Task: How does the behavior of the predator-prey model (below) change if the prey is controlled by a carrying capacity of 15? Write a script to solve the equations using the function PPode (below) to define the model. Use the parameter values below. Plot the solution. Comment on the change in behavior.
The ode45 solver can solve systems of coupled ODE. It is simply a matter of specifying the slope of each of the equations. Most ecosystem models track several ecosystem variables, each of which has its own dynamics.

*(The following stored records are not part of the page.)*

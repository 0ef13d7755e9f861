use std::sync::Arc;

use {
    async_trait::async_trait,
    bytes::Bytes,
    futures::stream::BoxStream,
    stickerbot_protocol::{Credentials, InboundEvent, MediaDescriptor, SessionEvent},
    tokio::sync::mpsc,
};

use crate::Result;

/// Chunked download of one attachment.
pub type MediaStream = BoxStream<'static, Result<Bytes>>;

/// A live chat session.
#[async_trait]
pub trait Session: Send + Sync {
    /// Send a text message to `jid`, quoting `quoted`.
    async fn send_text(&self, jid: &str, text: &str, quoted: &InboundEvent) -> Result<()>;

    /// Send a sticker (lossless WebP bytes) to `jid`, quoting `quoted`.
    async fn send_sticker(&self, jid: &str, sticker: Vec<u8>, quoted: &InboundEvent)
    -> Result<()>;

    /// Open a download stream for an attachment.
    async fn fetch_media(&self, descriptor: &MediaDescriptor) -> Result<MediaStream>;
}

/// Options forwarded to the protocol implementation on every connect.
#[derive(Debug, Clone, PartialEq, Eq)]
pub struct ConnectOptions {
    /// Client identity shown in the linked-devices list (name, os, version).
    pub browser: Vec<String>,
}

/// A freshly established session and the events it will emit.
///
/// Dropping the receiver detaches the bot from the session.
pub struct Connection {
    pub session: Arc<dyn Session>,
    pub events: mpsc::Receiver<SessionEvent>,
}

/// Establishes sessions.
#[async_trait]
pub trait SessionConnector: Send + Sync {
    /// Connect with persisted credentials, or start a fresh login when
    /// `credentials` is `None`. Must return once the socket is wired; the
    /// open/close outcome arrives later as a connection update.
    async fn connect(
        &self,
        credentials: Option<Credentials>,
        options: &ConnectOptions,
    ) -> Result<Connection>;
}

/// Displays a login challenge for out-of-band scanning.
pub trait QrRenderer: Send + Sync {
    fn render(&self, challenge: &str);
}
//! Sticker encoding: static images in memory, animations through ffmpeg.

pub mod error;
pub mod image_ops;
pub mod sticker;
pub mod transcode;

pub use {
    error::{Error, Result},
    sticker::{AnimatedStickerEncoder, StaticStickerEncoder, StickerEncoder},
    transcode::{FfmpegTranscoder, TranscodeOptions, VideoTranscoder},
};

A predator-prey ecosystem is a simple example where the prey (Prey) grow at some rate and are eaten by predators (Pred), which die at some rate. The variables (Pred, Prey) are typically number of plants or animals per area (or volume), or total weight (biomass) of each component or some such concentration. This allows the variables to be real numbers with fractional parts.
The equations for this interaction are
d Prey/dt = g * Prey - c * Prey * Pred d Pred/dt = eff * c * Prey * Pred - m * PredNotice that consumption of the prey by predators depends on both the number of predators and prey. There is also an efficiency factor which means that all of the prey consumed does not convert to predator biomass (numbers).

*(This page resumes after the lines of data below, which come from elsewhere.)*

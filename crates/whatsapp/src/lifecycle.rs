//! Connection state machine.
//!
//! ```text
//!               open                  close (logged out)
//!  Connecting ───────▶ Open ───────────────────────────▶ ClosedTerminal
//!      ▲  │                │ close (other)
//!      │  │ close (other)  ▼
//!      │  └────────▶ ClosedRetryable ──── close (other): absorbed
//!      └──── reconnect due ─┘
//! ```
//!
//! A reconnect is only scheduled on the edge into `ClosedRetryable`, so at
//! most one is ever in flight.

use std::fmt;

use stickerbot_protocol::{ConnectionStatus, ConnectionUpdate};

#[derive(Debug, Clone, Copy, Default, PartialEq, Eq)]
pub enum ConnectionState {
    #[default]
    Connecting,
    Open,
    /// Closed; exactly one reconnect is scheduled.
    ClosedRetryable,
    /// Logged out. Nothing leaves this state.
    ClosedTerminal,
}

impl fmt::Display for ConnectionState {
    fn fmt(&self, f: &mut fmt::Formatter<'_>) -> fmt::Result {
        f.write_str(match self {
            Self::Connecting => "connecting",
            Self::Open => "open",
            Self::ClosedRetryable => "closed_retryable",
            Self::ClosedTerminal => "closed_terminal",
        })
    }
}

/// What the controller must do after an update.
#[derive(Debug, Clone, Copy, PartialEq, Eq)]
pub enum Effect {
    None,
    Opened,
    ScheduleReconnect,
    /// A retryable close arrived while a reconnect was already scheduled.
    ReconnectAlreadyScheduled,
    /// Logged out; stop without reconnecting.
    Shutdown,
}

#[derive(Debug, Clone, PartialEq, Eq)]
pub struct Transition {
    /// Login challenge to render. Independent of the state change.
    pub qr: Option<String>,
    pub effect: Effect,
}

impl ConnectionState {
    /// Apply one connection update.
    pub fn on_update(&mut self, update: &ConnectionUpdate) -> Transition {
        let effect = match (*self, update.connection) {
            (Self::ClosedTerminal, _) => Effect::None,
            (_, Some(ConnectionStatus::Close)) => {
                let logged_out = update
                    .last_disconnect
                    .as_ref()
                    .is_some_and(|d| d.is_logged_out());
                if logged_out {
                    *self = Self::ClosedTerminal;
                    Effect::Shutdown
                } else if *self == Self::ClosedRetryable {
                    Effect::ReconnectAlreadyScheduled
                } else {
                    *self = Self::ClosedRetryable;
                    Effect::ScheduleReconnect
                }
            },
            // A late open from the old socket does not cancel the scheduled reconnect.
            (Self::ClosedRetryable, Some(ConnectionStatus::Open)) => Effect::None,
            (_, Some(ConnectionStatus::Open)) => {
                *self = Self::Open;
                Effect::Opened
            },
            (_, Some(ConnectionStatus::Connecting) | None) => Effect::None,
        };
        Transition {
            qr: update.qr.clone(),
            effect,
        }
    }

    /// The scheduled reconnect fired. Returns `false` if none was scheduled.
    pub fn on_reconnect_due(&mut self) -> bool {
        if *self == Self::ClosedRetryable {
            *self = Self::Connecting;
            true
        } else {
            false
        }
    }

    #[must_use]
    pub fn is_terminal(self) -> bool {
        self == Self::ClosedTerminal
    }
}

#[cfg(test)]
mod tests {
    use {
        rstest::rstest,
        stickerbot_protocol::{Disconnect, disconnect_codes},
    };

    use super::*;

    fn open() -> ConnectionUpdate {
        ConnectionUpdate {
            connection: Some(ConnectionStatus::Open),
            ..Default::default()
        }
    }

    fn close(code: Option<u16>) -> ConnectionUpdate {
        ConnectionUpdate {
            connection: Some(ConnectionStatus::Close),
            last_disconnect: Some(Disconnect {
                status_code: code,
                error: Some("Connection Failure".into()),
            }),
            ..Default::default()
        }
    }

    #[test]
    fn connecting_to_open() {
        let mut state = ConnectionState::default();
        assert_eq!(state.on_update(&open()).effect, Effect::Opened);
        assert_eq!(state, ConnectionState::Open);
    }

    #[rstest]
    #[case(ConnectionState::Connecting)]
    #[case(ConnectionState::Open)]
    #[case(ConnectionState::ClosedRetryable)]
    fn logged_out_is_terminal(#[case] mut state: ConnectionState) {
        let t = state.on_update(&close(Some(disconnect_codes::LOGGED_OUT)));
        assert_eq!(t.effect, Effect::Shutdown);
        assert!(state.is_terminal());
        assert!(!state.on_reconnect_due());
        assert_eq!(state.on_update(&open()).effect, Effect::None);
    }

    #[rstest]
    #[case(None)]
    #[case(Some(disconnect_codes::CONNECTION_LOST))]
    #[case(Some(disconnect_codes::RESTART_REQUIRED))]
    #[case(Some(disconnect_codes::CONNECTION_REPLACED))]
    fn other_closes_schedule_one_reconnect(#[case] code: Option<u16>) {
        let mut state = ConnectionState::Open;
        assert_eq!(state.on_update(&close(code)).effect, Effect::ScheduleReconnect);
        assert_eq!(
            state.on_update(&close(code)).effect,
            Effect::ReconnectAlreadyScheduled
        );
        assert_eq!(state, ConnectionState::ClosedRetryable);

        assert!(state.on_reconnect_due());
        assert_eq!(state, ConnectionState::Connecting);
        assert!(!state.on_reconnect_due());

        // The guard is cleared: the next closure schedules again.
        assert_eq!(state.on_update(&close(code)).effect, Effect::ScheduleReconnect);
    }

    #[test]
    fn late_open_keeps_reconnect_scheduled() {
        let mut state = ConnectionState::ClosedRetryable;
        assert_eq!(state.on_update(&open()).effect, Effect::None);
        assert_eq!(state, ConnectionState::ClosedRetryable);
    }

    #[test]
    fn qr_is_passed_through_without_state_change() {
        let mut state = ConnectionState::Connecting;
        let t = state.on_update(&ConnectionUpdate {
            qr: Some("2@abc,def".into()),
            ..Default::default()
        });
        assert_eq!(t.qr.as_deref(), Some("2@abc,def"));
        assert_eq!(t.effect, Effect::None);
        assert_eq!(state, ConnectionState::Connecting);
    }
}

This model does not have a very interesting behavior. A more interesting model uses a carrying capacity restriction on prey growth (below).

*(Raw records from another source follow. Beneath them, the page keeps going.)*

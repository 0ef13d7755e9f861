use std::error::Error as StdError;

#[derive(Debug, thiserror::Error)]
pub enum Error {
    #[error(transparent)]
    Image(#[from] image::ImageError),

    #[error(transparent)]
    Io(#[from] std::io::Error),

    #[error("transcode failed: {message}")]
    Transcode { message: String },

    #[error("{backend} is not available")]
    BackendUnavailable { backend: &'static str },

    #[error("{context}: {source}")]
    External {
        context: String,
        #[source]
        source: Box<dyn StdError + Send + Sync>,
    },

    #[error("{message}")]
    InvalidInput { message: String },
}

impl Error {
    #[must_use]
    pub fn external<E>(context: impl Into<String>, source: E) -> Self
    where
        E: StdError + Send + Sync + 'static,
    {
        Self::External {
            context: context.into(),
            source: Box::new(source),
        }
    }

    #[must_use]
    pub fn invalid_input(message: impl Into<String>) -> Self {
        Self::InvalidInput {
            message: message.into(),
        }
    }

    #[must_use]
    pub fn transcode(message: impl Into<String>) -> Self {
        Self::Transcode {
            message: message.into(),
        }
    }
}

pub type Result<T> = std::result::Result<T, Error>;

The rate of change of both variables must be provided by the function:
function dPdt = PPode(t,P ) % predator prey model global g K c eff mort dPdt=zeros(2,1); % prey equation dPdt(1)=g*P(1)*(1-P(1)/K) - c*P(1)*P(2); % predator equation dPdt(2)=eff*c*P(1)*P(2) - mort*P(2); endThe script below sets the constants, which are available as global variables. The only change from the growth model in task 8.4 is that initial conditions must be provided for both prey and predators, so Po is a vector with 2 values.
The carrying capacity (K) is set to 1000 which is a prey concentration that is never reached. This choice of a large carrying capacity effectively removes any limitation of prey growth.
% PPscript
% predator prey model
global g K c eff mort
g=1;K=1000;c=.05;
eff=.8;mort=.2;
tspan=[0 100];Po=[3 .2];
[t P]=ode45(@PPode, tspan, Po);
figure
plot(t,P(:,1),'r',t,P(:,2),'b')
title('prey(r) predator(b)')
xlabel('time (day)')
The solution shows that the prey grow quickly to a large value which is quickly eaten by the predators. Once the prey are reduced to very small levels, the predators die of starvation. Any prey preduced during this time is quickly consumed keeping prey concentration very low. Wnen the predators die to very small values, the prey are able to grow again to large concentrations which allows the predators to expand. This cycle repeats every 35 days or so.
The function ode45 returns two arrays: the first is the times (a column vector with one column), the second is a multi-column vector where the first column is variable 1, the second is variable 2 and so forth. The order of the variables is determined by the order for the rates of change in the controlling function.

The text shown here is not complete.